Le 27 janvier, cette date résonne profondément en chacun de nous. Elle nous invite à nous souvenir, à ne pas oublier ce que l'humanité a de plus sombre, pour mieux défendre ce qu'elle peut avoir de plus lumineux. Ce jour marque la libération d'Auschwitz-Birkenau en 1945, un lieu qui symbolise à lui seul l'indicible, l'horreur organisée, l'absence d'humanité.
Se souvenir, c’est rendre hommage à celles et ceux qui ont souffert, qui ont péri, simplement parce qu’ils étaient différents, parce qu’ils étaient Juifs, Roms, homosexuels, résistants ou jugés "indésirables". Mais se souvenir, c’est aussi un acte de vigilance, un rappel qu’aucune société, si avancée soit-elle, n’est à l’abri de la haine, de l’exclusion, de l’indifférence.
Le 27 janvier n’est pas seulement un devoir de mémoire. C’est une invitation à réfléchir à notre présent, à la manière dont nous construisons, chaque jour, un monde qui devrait être plus juste, plus tolérant, plus humain. Ne jamais oublier, c’est aussi agir, à notre échelle, pour que l'histoire ne se répète pas. Aujourd’hui, comme hier, nous portons la responsabilité de transmettre, d’éduquer et de résister à toute forme de rejet.

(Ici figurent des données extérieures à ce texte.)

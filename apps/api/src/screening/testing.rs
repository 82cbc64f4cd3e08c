//! Test doubles for the completion service.

use std::collections::VecDeque;
use std::sync::Mutex;

use async_trait::async_trait;

use crate::llm_client::{CompletionService, LlmError};

/// Replays scripted replies in order and records every prompt it receives.
/// Running out of replies yields `LlmError::EmptyContent`.
pub struct ScriptedCompletion {
    replies: Mutex<VecDeque<Result<String, LlmError>>>,
    prompts: Mutex<Vec<String>>,
}

impl ScriptedCompletion {
    pub fn new(replies: Vec<Result<String, LlmError>>) -> Self {
        Self {
            replies: Mutex::new(replies.into()),
            prompts: Mutex::new(Vec::new()),
        }
    }

    /// Shorthand for a run that classifies as `experience_level` then `skill_match`.
    pub fn classifying(experience_level: &str, skill_match: &str) -> Self {
        Self::new(vec![
            Ok(experience_level.to_string()),
            Ok(skill_match.to_string()),
        ])
    }

    pub fn prompts(&self) -> Vec<String> {
        self.prompts.lock().unwrap().clone()
    }
}

#[async_trait]
impl CompletionService for ScriptedCompletion {
    async fn complete(&self, prompt: &str) -> Result<String, LlmError> {
        self.prompts.lock().unwrap().push(prompt.to_string());
        self.replies
            .lock()
            .unwrap()
            .pop_front()
            .unwrap_or(Err(LlmError::EmptyContent))
    }
}

/// Deterministic stub: answers from keywords in the prompt, like a well-behaved model.
pub struct KeywordCompletion;

#[async_trait]
impl CompletionService for KeywordCompletion {
    async fn complete(&self, prompt: &str) -> Result<String, LlmError> {
        let reply = if prompt.contains("categorize the candidate") {
            if prompt.contains("10 years") {
                "Senior-level"
            } else if prompt.contains("5 years") {
                "Mid-level"
            } else {
                "Entry-level"
            }
        } else if prompt.contains("JAVA") {
            "Match"
        } else {
            "No Match"
        };
        Ok(reply.to_string())
    }
}
// All LLM prompt constants for the Screening module.
// Wording is fixed: classification output is matched against these exact labels.

/// Placeholder both classifier templates carry.
pub const APPLICATION_PLACEHOLDER: &str = "{application}";

/// Experience classification prompt. Replace `{application}` before sending.
pub const EXPERIENCE_PROMPT_TEMPLATE: &str = "Based on the following job application, categorize the candidate as 'Entry-level', 'Mid-level' or 'Senior-level': {application}";

/// Skill assessment prompt. Replace `{application}` before sending.
pub const SKILLSET_PROMPT_TEMPLATE: &str = "Based on the job application, assess the candidate's skillset. Respond with either 'Match' or 'No Match': {application}";
//! Router — picks the decision node from the two classifications.
//!
//! Precedence: skill match wins over senior experience, which wins over rejection.
//! In `Exact` mode the comparisons are case-sensitive string equality against the
//! raw completion text, so any decoration falls through to rejection.

use serde::{Deserialize, Serialize};

use crate::screening::classifier::{ExperienceLevel, SkillMatch};
use crate::screening::decision::DecisionNode;
use crate::screening::state::{CandidateState, StateError};

const MATCH_LABEL: &str = "Match";
const SENIOR_LABEL: &str = "Senior-level";

#[derive(Debug, Clone, Copy, Default, PartialEq, Eq, Serialize, Deserialize)]
#[serde(rename_all = "lowercase")]
pub enum ClassificationMode {
    #[default]
    Exact,
    Normalized,
}

impl ClassificationMode {
    pub fn parse(value: &str) -> Option<Self> {
        match value.trim().to_ascii_lowercase().as_str() {
            "exact" => Some(Self::Exact),
            "normalized" => Some(Self::Normalized),
            _ => None,
        }
    }
}

/// Routes a state whose classifications are both set.
pub fn route(state: &CandidateState, mode: ClassificationMode) -> Result<DecisionNode, StateError> {
    let (experience_level, skill_match) = state.classifications("routing")?;
    Ok(match mode {
        ClassificationMode::Exact => route_exact(experience_level, skill_match),
        ClassificationMode::Normalized => route_normalized(
            ExperienceLevel::parse(experience_level),
            SkillMatch::parse(skill_match),
        ),
    })
}

fn route_exact(experience_level: &str, skill_match: &str) -> DecisionNode {
    if skill_match == MATCH_LABEL {
        DecisionNode::ScheduleHrInterview
    } else if experience_level == SENIOR_LABEL {
        DecisionNode::EscalateToRecruiter
    } else {
        DecisionNode::RejectApplication
    }
}

fn route_normalized(experience_level: ExperienceLevel, skill_match: SkillMatch) -> DecisionNode {
    match (skill_match, experience_level) {
        (SkillMatch::Match, _) => DecisionNode::ScheduleHrInterview,
        (_, ExperienceLevel::SeniorLevel) => DecisionNode::EscalateToRecruiter,
        _ => DecisionNode::RejectApplication,
    }
}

En cette journée, pensons à ces vies brisées, mais rappelons-nous aussi de la force des survivants, de leur courage à témoigner pour que le silence ne prenne jamais le dessus. Nous leur devons de garder vivante la flamme de la mémoire.
Se rendre à Auschwitz Birkenau reste une expérience très marquante. Le temps s'arrête et je me souviens d'une chose : une envie irrépressible de quitter ce lieu. La porte d'entrée au loin, les rails, puis, plus loin l'étendue inimaginable de cette plaine de mort avec ça et là, des vestiges de l'horreur jusqu'à une chambre à gaz que vous êtes invités à traverser. Davantage que la visite du musée avec son lot d'horreurs quelques moments avant à Auschwitz, c'est le camp de Birkenau, sa vaste étendue, le silence tout juste perturbé par le bruit du vent qui vous saisi. Alors, au moment de poser un pied dans la chambre à gaz, mon cerveau s'est soudainement mis en mode "veille".
Des années après, et c'est ce qui guide ces quelques lignes, je pense que cette expérience est à la fois utile et nécessaire. Plus efficace que n'importe quel livre d'histoire ou discours négationniste abject.